Databases, Warehouses and Ships
"We have tried to be very innovative about how we have approached logistics," says Capt. William Elliott, who oversees logistics for the Navy's 5th Fleet, based in Bahrain. Elliott oversees nearly 500 largely uniformed personnel who provide fuel, ammunition, spare parts, mail, food and other cargo for about 100 Navy ships in an area stretching from the Horn of Africa through the Persian Gulf.
Elliott says relational databases allow the 5th Fleet to track inventories and the movement of supplies on ships at sea, in warehouses spread throughout the region and at Navy and Defense Logistics Agency supply depots in the United States. As a result, he says, the 5th Fleet has cut the time it takes for supplies to get into the region from 30 days to 10 days.
In the past, the 5th Fleet did not have shared databases and, as a result, could not always determine the best place from which to order goods. Now, 5th Fleet officials easily can determine how best to get particular items to where they are needed. For example, a spare part needed by an aircraft carrier could be located on another carrier and be transferred in a few days, as opposed to shipping the part all the way from the United States. If the parts must come from the United States, logisticians can check warehouse inventories to ensure the parts are in stock.
Ellliott says shared databases allow all orders to be placed through 5th Fleet headquarters, where logisticians determine the most efficient source and means of delivery for equipment and supplies. He said real-time computer chat systems and e-mail have also made it much easier to coordinate orders throughout the fleet, to share supplies and to anticipate shortages.
"We are constantly trying to stay in the technology loop to help how we manage and procure," Elliott says.
The way in which the events of the war unfolded had little effect on logistics operations, Elliot says. "Whether you are at war or peace, how you operate does not change. You just do more of it when you go to war."
Several months ago, the Navy used computer models to project the level of supplies it would need for a naval force of the size of the one assembled in the Gulf for the war on Iraq. Elliot says those models proved to be accurate within 5 percent.

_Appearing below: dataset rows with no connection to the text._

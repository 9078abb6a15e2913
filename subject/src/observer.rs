use std::sync::{Arc, Weak};

mod callback_observer;
mod logging_observer;
pub use callback_observer::*;
pub use logging_observer::*;

/// An Observer is told about every event a subject it is registered with emits.
/// The subject only ever holds a weak handle, so the observer's lifetime belongs to whoever created it.
pub trait Observer: Send + Sync {
    fn notify(&self, event: &str);
}

/// Trait for types that can be converted into the weak handle a registry stores.
pub trait IntoWeakObserver {
    fn into_weak_observer(self) -> Weak<dyn Observer>;
}

impl IntoWeakObserver for Weak<dyn Observer> {
    fn into_weak_observer(self) -> Weak<dyn Observer> { self }
}

impl<T: Observer + 'static> IntoWeakObserver for Weak<T> {
    fn into_weak_observer(self) -> Weak<dyn Observer> { self }
}

impl IntoWeakObserver for &Weak<dyn Observer> {
    fn into_weak_observer(self) -> Weak<dyn Observer> { self.clone() }
}

impl<T: Observer + 'static> IntoWeakObserver for &Weak<T> {
    fn into_weak_observer(self) -> Weak<dyn Observer> {
        let weak: Weak<T> = self.clone();
        weak
    }
}

impl<T: Observer + 'static> IntoWeakObserver for &Arc<T> {
    fn into_weak_observer(self) -> Weak<dyn Observer> {
        let weak: Weak<T> = Arc::downgrade(self);
        weak
    }
}

impl IntoWeakObserver for &Arc<dyn Observer> {
    fn into_weak_observer(self) -> Weak<dyn Observer> { Arc::downgrade(self) }
}

// Channel observers forward each event as an owned string

impl Observer for std::sync::mpsc::Sender<String> {
    fn notify(&self, event: &str) {
        let _ = self.send(event.to_owned()); // Ignore send errors
    }
}

#[cfg(feature = "tokio")]
impl Observer for tokio::sync::mpsc::UnboundedSender<String> {
    fn notify(&self, event: &str) {
        let _ = self.send(event.to_owned()); // Ignore send errors
    }
}
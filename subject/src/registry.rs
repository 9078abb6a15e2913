use std::collections::BTreeMap;
use std::sync::{Mutex, Weak};

use tracing::{debug, trace};

use crate::observer::{IntoWeakObserver, Observer};

/// Identity of a registered observer, derived from the address of its shared allocation.
///
/// Handles made with `Weak::new()` have no allocation and all share one sentinel identity.
/// They never upgrade, so such an entry is pruned by the next notification.
#[derive(Debug, Clone, Copy, Hash, PartialEq, Eq, PartialOrd, Ord)]
pub struct ObserverId(usize);

impl ObserverId {
    pub fn of(observer: &Weak<dyn Observer>) -> Self {
        // A weak handle keeps the allocation reserved even after the observer is dropped,
        // and the registry holds one for every entry, so the address cannot be reused
        // while the entry exists.
        Self(observer.as_ptr() as *const () as usize)
    }
}

impl std::fmt::Display for ObserverId {
    fn fmt(&self, f: &mut std::fmt::Formatter<'_>) -> std::fmt::Result { write!(f, "{:#x}", self.0) }
}

/// A set of weak observer handles keyed by identity.
///
/// Registration and traversal share a single lock. Expired handles are pruned
/// by the same pass that collects the live observers for a notification.
#[derive(Default)]
pub struct ObserverRegistry {
    observers: Mutex<BTreeMap<ObserverId, Weak<dyn Observer>>>,
}

impl std::fmt::Debug for ObserverRegistry {
    fn fmt(&self, f: &mut std::fmt::Formatter<'_>) -> std::fmt::Result {
        f.debug_struct("ObserverRegistry").field("observers", &self.len()).finish()
    }
}

impl ObserverRegistry {
    pub fn new() -> Self { Self::default() }

    /// Adds an observer. Returns false if an observer with the same identity was already registered.
    pub fn register_observer<O: IntoWeakObserver>(&self, observer: O) -> bool {
        let observer = observer.into_weak_observer();
        let id = ObserverId::of(&observer);
        let mut observers = self.observers.lock().expect("observers lock is poisoned");
        if observers.contains_key(&id) {
            return false;
        }
        trace!("register observer {id}");
        observers.insert(id, observer);
        true
    }

    /// Removes an observer. Returns false if it was not registered.
    pub fn unregister_observer<O: IntoWeakObserver>(&self, observer: O) -> bool {
        let id = ObserverId::of(&observer.into_weak_observer());
        let removed = self.observers.lock().expect("observers lock is poisoned").remove(&id).is_some();
        if removed {
            trace!("unregister observer {id}");
        }
        removed
    }

    pub fn contains<O: IntoWeakObserver>(&self, observer: O) -> bool {
        let id = ObserverId::of(&observer.into_weak_observer());
        self.observers.lock().expect("observers lock is poisoned").contains_key(&id)
    }

    /// Delivers an event to every live observer and prunes the expired ones.
    /// Returns the number of observers the event was delivered to.
    pub fn notify(&self, event: &str) -> usize {
        // Snapshot the entries under the lock, then deliver without holding it so observers
        // can register or unregister from inside their callback. Such changes apply from
        // the next notification on.
        let entries: Vec<(ObserverId, Weak<dyn Observer>)> = {
            let mut observers = self.observers.lock().expect("observers lock is poisoned");
            let mut entries = Vec::with_capacity(observers.len());
            observers.retain(|id, observer| {
                if observer.strong_count() == 0 {
                    debug!("Removing expired observer {id}");
                    return false;
                }
                entries.push((*id, observer.clone()));
                true
            });
            entries
        };

        // Each observer is upgraded only for the duration of its own delivery, so one
        // dropped by an earlier callback in this pass is skipped and pruned.
        let mut delivered = 0;
        for (id, observer) in entries {
            match observer.upgrade() {
                Some(observer) => {
                    trace!("notify observer {id}: {event}");
                    observer.notify(event);
                    delivered += 1;
                }
                None => {
                    debug!("Removing expired observer {id}");
                    self.observers.lock().expect("observers lock is poisoned").remove(&id);
                }
            }
        }
        delivered
    }

    /// Number of entries held, including expired ones which have not been pruned yet
    pub fn len(&self) -> usize { self.observers.lock().expect("observers lock is poisoned").len() }

    pub fn is_empty(&self) -> bool { self.len() == 0 }

    pub fn clear(&self) { self.observers.lock().expect("observers lock is poisoned").clear(); }
}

Ordnance, which the Navy must ship into the region because it has no storage agreement with any Middle Eastern nation, was moved in much smaller amounts than in 1991. Elliot says the high accuracy rate of smart bombs means fewer bombs are needed. (In some cases, one precision-guided bomb can do the work of 10 dumb bombs). In Operation Desert Storm, only about 10 percent of the bombs dropped were smart munitions. The rate for Operation Iraqi Freedom topped 90 percent.